American Heritage Schools (AHS, Heritage) are a pair of private, college preparatory, independent, nonsectarian, and co-educational day schools for grades Pre-K 3 through 12. The two campuses together teach 4,200 students and are located in the United States in Plantation, Florida, a suburb just west of Fort Lauderdale in Broward County, and in Delray Beach, Florida, a city just north of Boca Raton in southern Palm Beach County.

History 

The school was first established by William R. Laurie in 1965. Heritage opened its first campus in 1971 at 800 South Federal Highway in Fort Lauderdale, Florida. In 1973, the school opened a second campus at 1725 Monroe St. in Hollywood, Florida.

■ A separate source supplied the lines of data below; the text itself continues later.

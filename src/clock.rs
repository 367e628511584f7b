use std::thread;
use std::time::{Duration, Instant};

use crate::config::MAX_FRAME_DT;

/// Measures per-frame `dt` and sleeps off the rest of each frame budget.
pub struct FramePacer {
    budget: Duration,
    last_tick: Instant,
    frame_start: Instant,
}

impl FramePacer {
    pub fn new(fps: u32) -> Self {
        let now = Instant::now();
        Self {
            budget: Duration::from_secs_f64(1.0 / fps.max(1) as f64),
            last_tick: now,
            frame_start: now,
        }
    }

    pub fn budget(&self) -> Duration {
        self.budget
    }

    /// Seconds since the previous tick, clamped.
    pub fn tick(&mut self) -> f64 {
        let now = Instant::now();
        let dt = clamp_dt(now.duration_since(self.last_tick).as_secs_f64());
        self.last_tick = now;
        self.frame_start = now;
        dt
    }

    pub fn wait(&self) {
        let elapsed = self.frame_start.elapsed();
        if elapsed < self.budget {
            thread::sleep(self.budget - elapsed);
        }
    }
}

pub fn clamp_dt(dt: f64) -> f64 {
    if dt.is_nan() {
        return 0.0;
    }
    dt.clamp(0.0, MAX_FRAME_DT)
}
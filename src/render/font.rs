// ── 3x5 bitmap glyphs ───────────────────────────────────────────────────────

/// Five rows of three dots each, most significant bit on the left.
type Glyph = [u8; 5];

#[rustfmt::skip]
const DIGITS: [Glyph; 10] = [
    [0b111, 0b101, 0b101, 0b101, 0b111], // 0
    [0b010, 0b110, 0b010, 0b010, 0b111], // 1
    [0b111, 0b001, 0b111, 0b100, 0b111], // 2
    [0b111, 0b001, 0b011, 0b001, 0b111], // 3
    [0b101, 0b101, 0b111, 0b001, 0b001], // 4
    [0b111, 0b100, 0b111, 0b001, 0b111], // 5
    [0b111, 0b100, 0b111, 0b101, 0b111], // 6
    [0b111, 0b001, 0b010, 0b010, 0b010], // 7
    [0b111, 0b101, 0b111, 0b101, 0b111], // 8
    [0b111, 0b101, 0b111, 0b001, 0b111], // 9
];

#[rustfmt::skip]
const LETTERS: [Glyph; 26] = [
    [0b010, 0b101, 0b111, 0b101, 0b101], // A
    [0b110, 0b101, 0b110, 0b101, 0b110], // B
    [0b011, 0b100, 0b100, 0b100, 0b011], // C
    [0b110, 0b101, 0b101, 0b101, 0b110], // D
    [0b111, 0b100, 0b110, 0b100, 0b111], // E
    [0b111, 0b100, 0b110, 0b100, 0b100], // F
    [0b011, 0b100, 0b101, 0b101, 0b011], // G
    [0b101, 0b101, 0b111, 0b101, 0b101], // H
    [0b111, 0b010, 0b010, 0b010, 0b111], // I
    [0b001, 0b001, 0b001, 0b101, 0b010], // J
    [0b101, 0b101, 0b110, 0b101, 0b101], // K
    [0b100, 0b100, 0b100, 0b100, 0b111], // L
    [0b101, 0b111, 0b111, 0b101, 0b101], // M
    [0b110, 0b101, 0b101, 0b101, 0b101], // N
    [0b010, 0b101, 0b101, 0b101, 0b010], // O
    [0b110, 0b101, 0b110, 0b100, 0b100], // P
    [0b010, 0b101, 0b101, 0b110, 0b011], // Q
    [0b110, 0b101, 0b110, 0b101, 0b101], // R
    [0b011, 0b100, 0b010, 0b001, 0b110], // S
    [0b111, 0b010, 0b010, 0b010, 0b010], // T
    [0b101, 0b101, 0b101, 0b101, 0b111], // U
    [0b101, 0b101, 0b101, 0b101, 0b010], // V
    [0b101, 0b101, 0b111, 0b111, 0b101], // W
    [0b101, 0b101, 0b010, 0b101, 0b101], // X
    [0b101, 0b101, 0b010, 0b010, 0b010], // Y
    [0b111, 0b001, 0b010, 0b100, 0b111], // Z
];

const UNKNOWN: Glyph = [0b111, 0b001, 0b011, 0b000, 0b010];

#[rustfmt::skip]
pub fn glyph(ch: char) -> Glyph {
    match ch.to_ascii_uppercase() {
        d @ '0'..='9' => DIGITS[d as usize - '0' as usize],
        l @ 'A'..='Z' => LETTERS[l as usize - 'A' as usize],
        ' '  => [0b000, 0b000, 0b000, 0b000, 0b000],
        ':'  => [0b000, 0b010, 0b000, 0b010, 0b000],
        '.'  => [0b000, 0b000, 0b000, 0b000, 0b010],
        ','  => [0b000, 0b000, 0b000, 0b010, 0b100],
        '-'  => [0b000, 0b000, 0b111, 0b000, 0b000],
        '+'  => [0b000, 0b010, 0b111, 0b010, 0b000],
        '='  => [0b000, 0b111, 0b000, 0b111, 0b000],
        '!'  => [0b010, 0b010, 0b010, 0b000, 0b010],
        '/'  => [0b001, 0b001, 0b010, 0b100, 0b100],
        '\'' => [0b010, 0b010, 0b000, 0b000, 0b000],
        '('  => [0b001, 0b010, 0b010, 0b010, 0b001],
        ')'  => [0b100, 0b010, 0b010, 0b010, 0b100],
        '<'  => [0b001, 0b010, 0b100, 0b010, 0b001],
        '>'  => [0b100, 0b010, 0b001, 0b010, 0b100],
        '#'  => [0b101, 0b111, 0b101, 0b111, 0b101],
        '%'  => [0b101, 0b001, 0b010, 0b100, 0b101],
        _ => UNKNOWN,
    }
}

// ── Fonts ───────────────────────────────────────────────────────────────────

/// The built-in glyph set at an integer dot scale.
#[derive(Debug, Clone, Copy, PartialEq, Eq)]
pub struct Font {
    scale: u32,
}

impl Font {
    pub fn system(scale: u32) -> Self {
        Self {
            scale: scale.max(1),
        }
    }

    /// Same face at a different size.
    pub fn sized(self, scale: u32) -> Self {
        Self::system(scale)
    }

    pub fn scale(&self) -> u32 {
        self.scale
    }

    /// Dots from one glyph origin to the next.
    pub fn advance(&self) -> u32 {
        4 * self.scale
    }

    pub fn line_height(&self) -> u32 {
        5 * self.scale
    }
}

In 1975, Laurie opened a third campus located at 12200 W. Broward Boulevard in Plantation, Florida. The three campuses were later consolidated into the Broward Campus. Since moving to the  property, the campus has expanded several times.

Heritage is a tuition-only school that neither asks for nor accepts donations. The school is managed by educators, and has no governing board. Children of faculty and staff receive full tuition at the school. In January 1999, American Heritage Schools acquired All-Star Academy in Delray Beach, Florida, establishing it as the school's second campus, Palm Beach Campus.

Campuses 
American Heritage has two  campuses: the Broward campus in Plantation and the Palm Beach campus in Delray Beach. Both house grades Pre-K 3 through 12 grade. Facilities include investigative science labs headed by Ph.D. research scientists, engineering and robotics labs, media centers, a mock courtroom, outdoor environmental classrooms with a certified wildlife habitat, an arts center, a 25-yard short course pool, sports fields, and courtyards. The Center for Fine Arts on the Broward Campus includes several performance spaces including an 800-seat main stage. In March 2019, American Heritage opened the Science Research, Engineering, and Robotics building on the Palm Beach Campus. The research center includes two biosafety level 2 laboratories: a chemistry lab and a biology lab. Also home to the pre-engineering department, the building includes a robotics lab with several 3D printers.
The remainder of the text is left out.